The study randomly chose 71 public playgrounds in the four South Tyrolean regions, and analyzed grass samples for potential contamination by 315 different pesticides. Because pesticides applied to agricultural fields, orchards, and vineyards are easily volatized, carried aloft by wind, and/or washed by rain off of the target site, the study also evaluated the impacts of those (and other) factors on the degree of pesticide contamination at playgrounds.

Published in Environmental Sciences Europe in early May, the investigation, which was conducted at the start of the growing season, discovered that 92% of the dozen pesticides detected are endocrine disrupting (ED) compounds. EDs mimic the actions of endogenous hormones, and are linked to a variety of human health anomalies, including reproductive dysfunction and neurodevelopmental distortion, as well as cardiovascular disease, obesity, diabetes, Parkinson’s disease, Alzheimer’s disease, and childhood and adult cancers.
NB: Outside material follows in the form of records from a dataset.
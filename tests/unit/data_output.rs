//! Unit tests for pressure and temperature output reads

use crate::common::{Operation, create_mock_driver};

#[test]
fn test_pressure_raw_is_single_three_byte_read() {
    let (mut driver, interface) = create_mock_driver();
    interface.set_registers(0x28, &[0x01, 0x02, 0x03]);

    assert_eq!(driver.read_pressure_raw().unwrap(), [0x01, 0x02, 0x03]);
    assert_eq!(
        interface.operations(),
        vec![Operation::Read {
            address: 0x28,
            len: 3
        }]
    );
}

#[test]
fn test_temperature_raw_is_single_two_byte_read() {
    let (mut driver, interface) = create_mock_driver();
    interface.set_registers(0x2B, &[0xC4, 0x09]);

    assert_eq!(driver.read_temperature_raw().unwrap(), [0xC4, 0x09]);
    assert_eq!(
        interface.operations(),
        vec![Operation::Read {
            address: 0x2B,
            len: 2
        }]
    );
}

#[test]
fn test_pressure_sign_extension() {
    let (mut driver, interface) = create_mock_driver();

    interface.set_registers(0x28, &[0x00, 0x00, 0x80]);
    assert_eq!(driver.read_pressure().unwrap(), -8_388_608);

    interface.set_registers(0x28, &[0xFF, 0xFF, 0x7F]);
    assert_eq!(driver.read_pressure().unwrap(), 8_388_607);

    interface.set_registers(0x28, &[0xFF, 0xFF, 0xFF]);
    assert_eq!(driver.read_pressure().unwrap(), -1);
}

#[test]
#[allow(clippy::float_cmp)]
fn test_pressure_hpa() {
    let (mut driver, interface) = create_mock_driver();

    // 1013.25 hPa
    interface.set_registers(0x28, &[0x00, 0x54, 0x3F]);
    assert_eq!(driver.read_pressure().unwrap(), 4_150_272);
    assert_eq!(driver.read_pressure_hpa().unwrap(), 1013.25);
}

#[test]
#[allow(clippy::float_cmp)]
fn test_temperature_celsius() {
    let (mut driver, interface) = create_mock_driver();

    interface.set_registers(0x2B, &[0xC4, 0x09]);
    assert_eq!(driver.read_temperature().unwrap(), 2500);
    assert_eq!(driver.read_temperature_celsius().unwrap(), 25.0);

    interface.set_registers(0x2B, &[0x9C, 0xFF]);
    assert_eq!(driver.read_temperature().unwrap(), -100);
    assert_eq!(driver.read_temperature_celsius().unwrap(), -1.0);
}

#[test]
fn test_fifo_output_window_raw_reads() {
    let (mut driver, interface) = create_mock_driver();
    interface.set_registers(0x78, &[0xAA, 0xBB, 0xCC, 0xDD, 0xEE]);

    assert_eq!(driver.read_fifo_pressure_raw().unwrap(), [0xAA, 0xBB, 0xCC]);
    assert_eq!(driver.read_fifo_temperature_raw().unwrap(), [0xDD, 0xEE]);
    assert_eq!(
        interface.operations(),
        vec![
            Operation::Read {
                address: 0x78,
                len: 3
            },
            Operation::Read {
                address: 0x7B,
                len: 2
            },
        ]
    );
}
The economic health costs associated with the use of endocrine disrupting chemicals were recently identified as $340 billion annually.

The compounds found across the four study sites were the pesticides phosmet, imidacloprid, chlorpyrifos-methyl, methoxyfenozide, and cypermethrin; fungicides fluazinam, dodine, difenoconazole, penconazole, tetraconazole, and penthiopyrad; and the herbicide oxadiazon. Among those, only dodine has no association with endocrine function. Cypermethrin, oxadiazon and tetraconazole are confirmed endocrine disruptors; chlorpyrifos-methyl, fluazinam, penthiopyrad, and methoxyfenozide are suspected endocrine disruptors; and difenoconazole, imidacloprid, penconazole, and phosmet are endocrine-active substances, or potential endocrine disruptors.

The authors identify, as a limitation of the study, the fact that it analyzed only active ingredients, and did not consider impacts of metabolites and adjuvants, “although these have also been classified as highly toxic.” They add, “Not much is known about effects by exposure to multiple substances. It is known, however, that the exposure to an increasing number of EDs in the environment is associated with an increasing incidence of hormone-dependent cancers like breast, prostate and thyroid and a decreasing sperm quality in the European and U.S. population.”

This investigation was undertaken because researchers recognized that children’s ED exposures are of especial concern, given that — if they happen during critical developmental windows — they increase the risk of adverse health effects, as compared with adult outcomes. Children play on grass and soil at playgrounds, and may have additional exposure risk through inhalation. Too, public spaces such as playgrounds are frequented by more-vulnerable people, such as children and pregnant women, and exposure times at these sites may be protracted.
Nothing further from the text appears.